A major problem when pyrimidine de novo biosynthesis is used for cytidine production is the existence of many negative regulatory factors. Cytidine biosynthesis in Bacillus amyloliquefaciens proceeds via a pathway that is controlled by uridine monophosphate (UMP) through feedback inhibition of carbamoyl phosphate synthetase (CPS), the enzyme that converts CO2, NH3, and glutamine to carbamoyl phosphate. In this study, the gene carB encoding the large subunit of CPS from B. amyloliquefaciens CYT1 was site directed, and the UMP binding sites of feedback inhibition in Bam-CPS are described.
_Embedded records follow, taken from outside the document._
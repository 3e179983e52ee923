//! SQLite-backed `LedgerStore` via libsql.
//!
//! One database file (`ledger.db`) in the data directory. Every write runs in a
//! transaction that first bumps `groups.version` with a conditional UPDATE, so
//! a stale expected version changes nothing. Splits and foreign-amount
//! snapshots are JSON text; timestamps are Unix milliseconds.

use crate::domain::{
    CurrencyCode, DomainError, Expense, ExpenseId, ExpenseSet, ForeignAmount, Group, GroupId,
    Member, MemberId, Money, SplitMode, Splits,
};
use crate::ports::{LedgerStore, StoredExpense};
use chrono::DateTime;
use libsql::{Connection, Database, Row, Transaction, params};
use std::collections::BTreeMap;
use std::path::{Path, PathBuf};
use tracing::{debug, info};

const GROUPS_TABLE: &str = r#"
CREATE TABLE IF NOT EXISTS groups (
    id TEXT PRIMARY KEY,
    owner_id TEXT NOT NULL,
    home_currency TEXT NOT NULL,
    version INTEGER NOT NULL DEFAULT 0
)"#;

const MEMBERS_TABLE: &str = r#"
CREATE TABLE IF NOT EXISTS members (
    group_id TEXT NOT NULL,
    id TEXT NOT NULL,
    display_name TEXT NOT NULL,
    PRIMARY KEY (group_id, id)
)"#;

const EXPENSES_TABLE: &str = r#"
CREATE TABLE IF NOT EXISTS expenses (
    id TEXT PRIMARY KEY,
    group_id TEXT NOT NULL,
    payer_id TEXT NOT NULL,
    total INTEGER NOT NULL,
    currency TEXT NOT NULL,
    foreign_json TEXT,
    category TEXT NOT NULL,
    description TEXT NOT NULL DEFAULT '',
    split_mode TEXT NOT NULL,
    splits_json TEXT NOT NULL,
    is_settlement INTEGER NOT NULL DEFAULT 0,
    idempotency_key TEXT,
    created_by TEXT NOT NULL,
    created_at INTEGER NOT NULL
)"#;

const EXPENSES_GROUP_INDEX: &str =
    "CREATE INDEX IF NOT EXISTS idx_expenses_group ON expenses (group_id, created_at)";

/// NULL keys never collide, so only keyed records are deduplicated.
const EXPENSES_KEY_INDEX: &str = "CREATE UNIQUE INDEX IF NOT EXISTS idx_expenses_idempotency ON expenses (group_id, idempotency_key)";

const EXPENSE_COLUMNS: &str = "id, group_id, payer_id, total, currency, foreign_json, category, description, split_mode, splits_json, is_settlement, idempotency_key, created_by, created_at";

fn persistence(e: impl std::fmt::Display) -> DomainError {
    DomainError::Persistence(e.to_string())
}

/// SQLite ledger store. Safe to share via Arc.
pub struct SqliteStore {
    db: Database,
    db_path: PathBuf,
}

impl SqliteStore {
    /// Connect to (or create) `ledger.db` under `base_dir` and ensure the
    /// schema exists. Call once at startup.
    pub async fn connect(base_dir: impl AsRef<Path>) -> Result<Self, DomainError> {
        let base = base_dir.as_ref();
        std::fs::create_dir_all(base).map_err(persistence)?;
        let db_path = base.join("ledger.db");
        let path_str = db_path.to_string_lossy();
        let db = libsql::Builder::new_local(path_str.as_ref())
            .build()
            .await
            .map_err(persistence)?;
        let conn = db.connect().map_err(persistence)?;

        // PRAGMA returns a row; query and drain it (execute fails on rows).
        for pragma in ["PRAGMA journal_mode=WAL", "PRAGMA synchronous=NORMAL"] {
            let mut rows = conn
                .query(pragma, ())
                .await
                .map_err(|e| DomainError::Persistence(format!("{pragma} failed: {e}")))?;
            while rows.next().await.map_err(persistence)?.is_some() {}
        }

        for ddl in [
            GROUPS_TABLE,
            MEMBERS_TABLE,
            EXPENSES_TABLE,
            EXPENSES_GROUP_INDEX,
            EXPENSES_KEY_INDEX,
        ] {
            conn.execute(ddl, ()).await.map_err(persistence)?;
        }

        info!(path = %db_path.display(), "SQLite ledger connected with WAL mode");

        Ok(Self { db, db_path })
    }

    pub fn path(&self) -> &Path {
        &self.db_path
    }

    fn connection(&self) -> Result<Connection, DomainError> {
        self.db.connect().map_err(persistence)
    }

    /// Insert or update a group and replace its member list. The version is
    /// left alone: membership does not change the expense set.
    pub async fn save_group(&self, group: &Group) -> Result<(), DomainError> {
        let conn = self.connection()?;
        let tx = conn.transaction().await.map_err(persistence)?;
        tx.execute(
            r#"
            INSERT INTO groups (id, owner_id, home_currency, version)
            VALUES (?1, ?2, ?3, 0)
            ON CONFLICT (id) DO UPDATE SET
                owner_id = excluded.owner_id,
                home_currency = excluded.home_currency
            "#,
            params![
                group.id.as_str(),
                group.owner_id.as_str(),
                group.home_currency.as_str()
            ],
        )
        .await
        .map_err(persistence)?;
        tx.execute(
            "DELETE FROM members WHERE group_id = ?1",
            params![group.id.as_str()],
        )
        .await
        .map_err(persistence)?;
        for member in group.members.values() {
            tx.execute(
                "INSERT INTO members (group_id, id, display_name) VALUES (?1, ?2, ?3)",
                params![
                    group.id.as_str(),
                    member.id.as_str(),
                    member.display_name.as_str()
                ],
            )
            .await
            .map_err(persistence)?;
        }
        tx.commit().await.map_err(persistence)?;
        debug!(group_id = %group.id, members = group.members.len(), "Group saved");
        Ok(())
    }

    async fn current_version(conn: &Connection, group_id: &GroupId) -> Result<u64, DomainError> {
        let mut rows = conn
            .query(
                "SELECT version FROM groups WHERE id = ?1",
                params![group_id.as_str()],
            )
            .await
            .map_err(persistence)?;
        match rows.next().await.map_err(persistence)? {
            Some(row) => {
                let version: i64 = row.get(0).map_err(persistence)?;
                Ok(version as u64)
            }
            None => Err(DomainError::NotFound(format!("group {group_id}"))),
        }
    }

    /// Conditional version bump. On a mismatch the transaction is rolled back
    /// and `StaleSnapshot` returned.
    async fn bump_version(
        tx: Transaction,
        group_id: &GroupId,
        expected: Option<u64>,
    ) -> Result<(Transaction, u64), DomainError> {
        let changed = tx
            .execute(
                "UPDATE groups SET version = version + 1 WHERE id = ?1 AND (?2 IS NULL OR version = ?2)",
                params![group_id.as_str(), expected.map(|v| v as i64)],
            )
            .await
            .map_err(persistence)?;

        if changed == 0 {
            let actual = Self::current_version(&tx, group_id).await;
            tx.rollback().await.map_err(persistence)?;
            let actual = actual?;
            return Err(DomainError::StaleSnapshot {
                expected: expected.unwrap_or(actual),
                actual,
            });
        }

        let version = Self::current_version(&tx, group_id).await?;
        Ok((tx, version))
    }

    async fn find_by_key(
        conn: &Connection,
        group_id: &GroupId,
        key: &str,
    ) -> Result<Option<Expense>, DomainError> {
        let sql = format!(
            "SELECT {EXPENSE_COLUMNS} FROM expenses WHERE group_id = ?1 AND idempotency_key = ?2"
        );
        let mut rows = conn
            .query(&sql, params![group_id.as_str(), key])
            .await
            .map_err(persistence)?;
        match rows.next().await.map_err(persistence)? {
            Some(row) => Ok(Some(row_to_expense(&row)?)),
            None => Ok(None),
        }
    }
}
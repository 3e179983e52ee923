//! Application configuration. Storage location, notification webhook.

use serde::Deserialize;
use std::path::PathBuf;
use std::time::Duration;

/// Default data directory for `ledger.db`.
pub const DEFAULT_DATA_DIR: &str = "./data";

/// Default webhook request timeout in milliseconds.
pub const DEFAULT_WEBHOOK_TIMEOUT_MS: u64 = 5000;

#[derive(Debug, Deserialize, Default)]
pub struct LedgerConfig {
    /// Directory holding `ledger.db`. Read from GROUP_LEDGER_DATA_DIR.
    #[serde(default)]
    pub data_dir: Option<String>,

    /// Notification webhook endpoint. Read from GROUP_LEDGER_WEBHOOK_URL.
    /// Unset: notifications are only logged.
    #[serde(default)]
    pub webhook_url: Option<String>,

    /// Bearer token for the webhook. Read from GROUP_LEDGER_WEBHOOK_TOKEN.
    #[serde(default)]
    pub webhook_token: Option<String>,

    /// Webhook request timeout. Read from GROUP_LEDGER_WEBHOOK_TIMEOUT_MS.
    #[serde(default)]
    pub webhook_timeout_ms: Option<u64>,
}

impl LedgerConfig {
    /// Load from `.env`, GROUP_LEDGER_* variables and the optional file named
    /// by GROUP_LEDGER_CONFIG.
    pub fn load() -> Result<Self, config::ConfigError> {
        dotenv::dotenv().ok();
        let mut c = config::Config::builder();
        if let Ok(path) = std::env::var("GROUP_LEDGER_CONFIG") {
            c = c.add_source(config::File::with_name(&path));
        }
        c = c.add_source(config::Environment::with_prefix("GROUP_LEDGER").try_parsing(true));
        c.build()?.try_deserialize()
    }

    pub fn data_dir_or_default(&self) -> PathBuf {
        PathBuf::from(self.data_dir.as_deref().unwrap_or(DEFAULT_DATA_DIR))
    }

    pub fn webhook_timeout(&self) -> Duration {
        Duration::from_millis(
            self.webhook_timeout_ms
                .unwrap_or(DEFAULT_WEBHOOK_TIMEOUT_MS),
        )
    }

    /// Webhook URL, ignoring blank values.
    pub fn webhook_url(&self) -> Option<&str> {
        self.webhook_url
            .as_deref()
            .map(str::trim)
            .filter(|url| !url.is_empty())
    }

    pub fn is_webhook_configured(&self) -> bool {
        self.webhook_url().is_some()
    }
}
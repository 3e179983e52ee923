mod common;

use common::{FlakyStore, Ledger, gid, group, id, memory_ledger};
use group_ledger::adapters::persistence::MemoryStore;
use group_ledger::domain::{DomainError, Money, NotificationKind, Transfer};
use group_ledger::usecases::SettleDebt;
use rand::rngs::StdRng;
use rand::{Rng, SeedableRng};
use std::sync::Arc;

fn transfer(from: &str, to: &str, amount: i64) -> Transfer {
    Transfer {
        from: id(from),
        to: id(to),
        amount: Money::new(amount),
    }
}

#[tokio::test]
async fn equal_dinner_settles_with_three_transfers() {
    let ledger = memory_ledger(&["a", "b", "c", "d"]).await;
    let update = ledger.pay("a", 1000, &["a", "b", "c", "d"]).await;

    assert_eq!(update.balances.get(&id("a")), Money::new(750));
    for m in ["b", "c", "d"] {
        assert_eq!(update.balances.get(&id(m)), Money::new(-250));
    }

    let plan = ledger.settlements.suggest_settlements(&gid()).await.unwrap();
    assert_eq!(
        plan.transfers,
        vec![
            transfer("b", "a", 250),
            transfer("c", "a", 250),
            transfer("d", "a", 250),
        ]
    );
    assert_eq!(plan.version, update.version);
    // suggesting writes nothing
    assert_eq!(ledger.records().await.len(), 1);
}

#[tokio::test]
async fn debtor_settles_and_everyone_is_notified() {
    let ledger = memory_ledger(&["a", "b", "c", "d"]).await;
    ledger.pay("a", 1000, &["a", "b", "c", "d"]).await;

    let receipt = ledger
        .settlements
        .settle_debt(SettleDebt::new("trip", "b", "a", Money::new(250), "b"))
        .await
        .unwrap();

    assert!(receipt.created);
    assert!(receipt.settlement.is_settlement);
    assert_eq!(receipt.settlement.payer_id, id("b"));
    assert_eq!(
        receipt.settlement.settlement_creditor(),
        Some((&id("a"), Money::new(250)))
    );
    assert_eq!(receipt.balances.get(&id("a")), Money::new(500));
    assert_eq!(receipt.balances.get(&id("b")), Money::ZERO);
    assert_eq!(receipt.version, 2);

    let settlements: Vec<_> = ledger
        .sink
        .sent()
        .await
        .into_iter()
        .filter(|n| n.kind == NotificationKind::SettlementRecorded)
        .collect();
    assert_eq!(settlements.len(), 4);
    assert!(settlements.iter().all(|n| n.body == "B paid A 2.50 EUR"));
    assert_eq!(settlements[0].metadata["amount"], 250);
}

#[tokio::test]
async fn owner_may_settle_on_behalf_of_debtor() {
    let ledger = memory_ledger(&["a", "b", "c"]).await;
    ledger.pay("b", 300, &["a", "b", "c"]).await;

    let receipt = ledger
        .settlements
        .settle_debt(SettleDebt::new("trip", "c", "b", Money::new(100), "a"))
        .await
        .unwrap();
    assert_eq!(receipt.settlement.created_by, id("a"));
    assert_eq!(receipt.balances.get(&id("c")), Money::ZERO);
}

#[tokio::test]
async fn third_party_cannot_settle_and_nothing_is_written() {
    let ledger = memory_ledger(&["a", "b", "c", "d"]).await;
    ledger.pay("a", 1000, &["a", "b", "c", "d"]).await;

    let err = ledger
        .settlements
        .settle_debt(SettleDebt::new("trip", "b", "a", Money::new(250), "c"))
        .await
        .unwrap_err();

    assert!(matches!(err, DomainError::PermissionDenied(_)));
    assert_eq!(ledger.records().await.len(), 1);
    assert!(
        ledger
            .sink
            .sent()
            .await
            .iter()
            .all(|n| n.kind != NotificationKind::SettlementRecorded)
    );
}

#[tokio::test]
async fn malformed_settlements_are_rejected() {
    let ledger = memory_ledger(&["a", "b"]).await;
    let s = &ledger.settlements;

    let zero = s
        .settle_debt(SettleDebt::new("trip", "b", "a", Money::ZERO, "b"))
        .await;
    assert!(matches!(zero, Err(DomainError::InvalidSettlement(_))));

    let negative = s
        .settle_debt(SettleDebt::new("trip", "b", "a", Money::new(-5), "b"))
        .await;
    assert!(matches!(negative, Err(DomainError::InvalidSettlement(_))));

    let self_pay = s
        .settle_debt(SettleDebt::new("trip", "b", "b", Money::new(5), "b"))
        .await;
    assert!(matches!(self_pay, Err(DomainError::InvalidSettlement(_))));

    let stranger = s
        .settle_debt(SettleDebt::new("trip", "b", "zed", Money::new(5), "b"))
        .await;
    assert!(matches!(stranger, Err(DomainError::UnknownMember(m)) if m == id("zed")));

    assert!(ledger.records().await.is_empty());
}

#[tokio::test]
async fn stale_snapshot_is_rejected_without_writing() {
    let ledger = memory_ledger(&["a", "b"]).await;
    let first = ledger.pay("a", 100, &["b"]).await;
    ledger.pay("a", 40, &["b"]).await;

    let err = ledger
        .settlements
        .settle_debt(
            SettleDebt::new("trip", "b", "a", Money::new(100), "b").expecting_version(first.version),
        )
        .await
        .unwrap_err();

    assert!(matches!(
        err,
        DomainError::StaleSnapshot {
            expected: 1,
            actual: 2
        }
    ));
    assert_eq!(ledger.records().await.len(), 2);
}

#[tokio::test]
async fn retry_with_same_key_returns_the_first_settlement() {
    let ledger = memory_ledger(&["a", "b"]).await;
    ledger.pay("a", 100, &["b"]).await;

    let cmd = SettleDebt::new("trip", "b", "a", Money::new(100), "b")
        .with_idempotency_key("pay-1")
        .expecting_version(1);
    let first = ledger.settlements.settle_debt(cmd.clone()).await.unwrap();
    // the retry carries the now stale version; the key still wins
    let retry = ledger.settlements.settle_debt(cmd).await.unwrap();

    assert!(first.created);
    assert!(!retry.created);
    assert_eq!(retry.settlement.id, first.settlement.id);
    assert_eq!(retry.version, first.version);
    assert!(retry.balances.is_settled());
    assert_eq!(ledger.records().await.len(), 2);
}

#[tokio::test]
async fn failing_notification_sink_does_not_fail_settlement() {
    let ledger = memory_ledger(&["a", "b"]).await;
    ledger.pay("a", 100, &["b"]).await;
    ledger.sink.set_failing(true);

    let receipt = ledger
        .settlements
        .settle_debt(SettleDebt::new("trip", "b", "a", Money::new(100), "b"))
        .await
        .unwrap();

    assert!(receipt.balances.is_settled());
    assert_eq!(ledger.records().await.len(), 2);
}

#[tokio::test]
async fn departed_member_can_still_be_settled_by_owner() {
    let ledger = memory_ledger(&["a", "b", "c"]).await;
    ledger.pay("a", 300, &["a", "b", "c"]).await;
    ledger.store.save_group(group(&["a", "b"])).await;

    let view = ledger.expenses.ledger(&gid()).await.unwrap();
    assert_eq!(view.balances.get(&id("c")), Money::new(-100));

    let receipt = ledger
        .settlements
        .settle_debt(SettleDebt::new("trip", "c", "a", Money::new(100), "a"))
        .await
        .unwrap();
    assert_eq!(receipt.balances.get(&id("c")), Money::ZERO);
}

#[tokio::test]
async fn owner_settles_everything_in_one_batch() {
    let ledger = memory_ledger(&["a", "b", "c", "d"]).await;
    let update = ledger.pay("a", 1000, &["a", "b", "c", "d"]).await;

    let batch = ledger.settlements.settle_all(&gid(), &id("a")).await.unwrap();

    assert_eq!(batch.applied.len(), 3);
    assert!(batch.skipped.is_empty());
    assert!(batch.balances.is_settled());
    assert_eq!(batch.version, update.version + 3);
    assert_eq!(
        batch.applied[0].idempotency_key.as_deref(),
        Some(format!("settle-all:trip:{}:0", update.version).as_str())
    );

    let view = ledger.expenses.ledger(&gid()).await.unwrap();
    assert!(view.balances.is_settled());
    assert_eq!(view.version, batch.version);
}

#[tokio::test]
async fn member_batch_only_covers_own_debts() {
    let ledger = memory_ledger(&["a", "b", "c", "d"]).await;
    ledger.pay("a", 1000, &["a", "b", "c", "d"]).await;

    let batch = ledger.settlements.settle_all(&gid(), &id("c")).await.unwrap();

    assert_eq!(batch.applied.len(), 1);
    assert_eq!(batch.applied[0].payer_id, id("c"));
    assert_eq!(
        batch.skipped,
        vec![transfer("b", "a", 250), transfer("d", "a", 250)]
    );
    assert_eq!(batch.balances.get(&id("a")), Money::new(500));
    assert_eq!(batch.balances.get(&id("c")), Money::ZERO);
}

#[tokio::test]
async fn batch_stops_at_first_failure_and_keeps_earlier_settlements() {
    let inner = MemoryStore::new();
    inner.save_group(group(&["a", "b", "c", "d"])).await;
    let store = Arc::new(FlakyStore::new(inner, 1));
    let ledger = Ledger::over(store.clone());
    ledger.pay("a", 1000, &["a", "b", "c", "d"]).await;

    // the expense used the only allowed insert; allow one settlement
    store.allow(1);
    let err = ledger
        .settlements
        .settle_all(&gid(), &id("a"))
        .await
        .unwrap_err();

    match err {
        DomainError::PartialBatchFailure {
            applied,
            failed,
            source,
        } => {
            assert_eq!(applied, 1);
            assert_eq!(failed, transfer("c", "a", 250));
            assert!(matches!(*source, DomainError::Persistence(_)));
        }
        other => panic!("unexpected error: {other:?}"),
    }

    let records = ledger.records().await;
    assert_eq!(records.len(), 2);
    assert!(records[1].is_settlement);

    let view = ledger.expenses.ledger(&gid()).await.unwrap();
    assert_eq!(view.balances.get(&id("b")), Money::ZERO);
    assert_eq!(view.balances.get(&id("c")), Money::new(-250));
}

#[tokio::test]
async fn non_member_cannot_run_batch() {
    let ledger = memory_ledger(&["a", "b"]).await;
    ledger.pay("a", 100, &["b"]).await;
    let err = ledger
        .settlements
        .settle_all(&gid(), &id("mallory"))
        .await
        .unwrap_err();
    assert!(matches!(err, DomainError::PermissionDenied(_)));
}

#[tokio::test]
async fn random_histories_settle_completely() {
    let members = ["a", "b", "c", "d", "e", "f"];
    let mut rng = StdRng::seed_from_u64(42);

    for _ in 0..20 {
        let ledger = memory_ledger(&members).await;
        for _ in 0..rng.random_range(1..15) {
            let payer = members[rng.random_range(0..members.len())];
            let among: Vec<&str> = members
                .iter()
                .copied()
                .filter(|_| rng.random_bool(0.6))
                .collect();
            if among.is_empty() {
                continue;
            }
            ledger.pay(payer, rng.random_range(1..50_000), &among).await;
        }

        let plan = ledger.settlements.suggest_settlements(&gid()).await.unwrap();
        assert_eq!(plan.balances.sum(), Money::ZERO);
        assert!(plan.transfers.len() <= plan.balances.nonzero_count().saturating_sub(1));

        let batch = ledger.settlements.settle_all(&gid(), &id("a")).await.unwrap();
        assert_eq!(batch.applied.len(), plan.transfers.len());
        assert!(batch.balances.is_settled());
    }
}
The residues Thr-941, Thr-970, and Lys-986 in CPS from B. amyloliquefaciens were subjected to site-directed mutagenesis to alter UMP’s feedback inhibition of CPS. To find feedback-resistant B. amyloliquefaciens, the influence of the T941F, T970A, K986I, T941F/K986I, and T941F/T970A/K986I mutations on CPS enzymatic properties was studied. The recombinant B. amyloliquefaciens with mutated T941F/K986I and T941F/T970A/K986I CPS showed a 3.7- and 5.7-fold increase, respectively, in cytidine production in comparison with the control expressing wild-type CPS, which was more suitable for further application of the cytidine synthesis. To a certain extent, the 5 mutations were found to release the enzyme from UMP inhibition and to improve B. amyloliquefaciens cytidine-producing strains.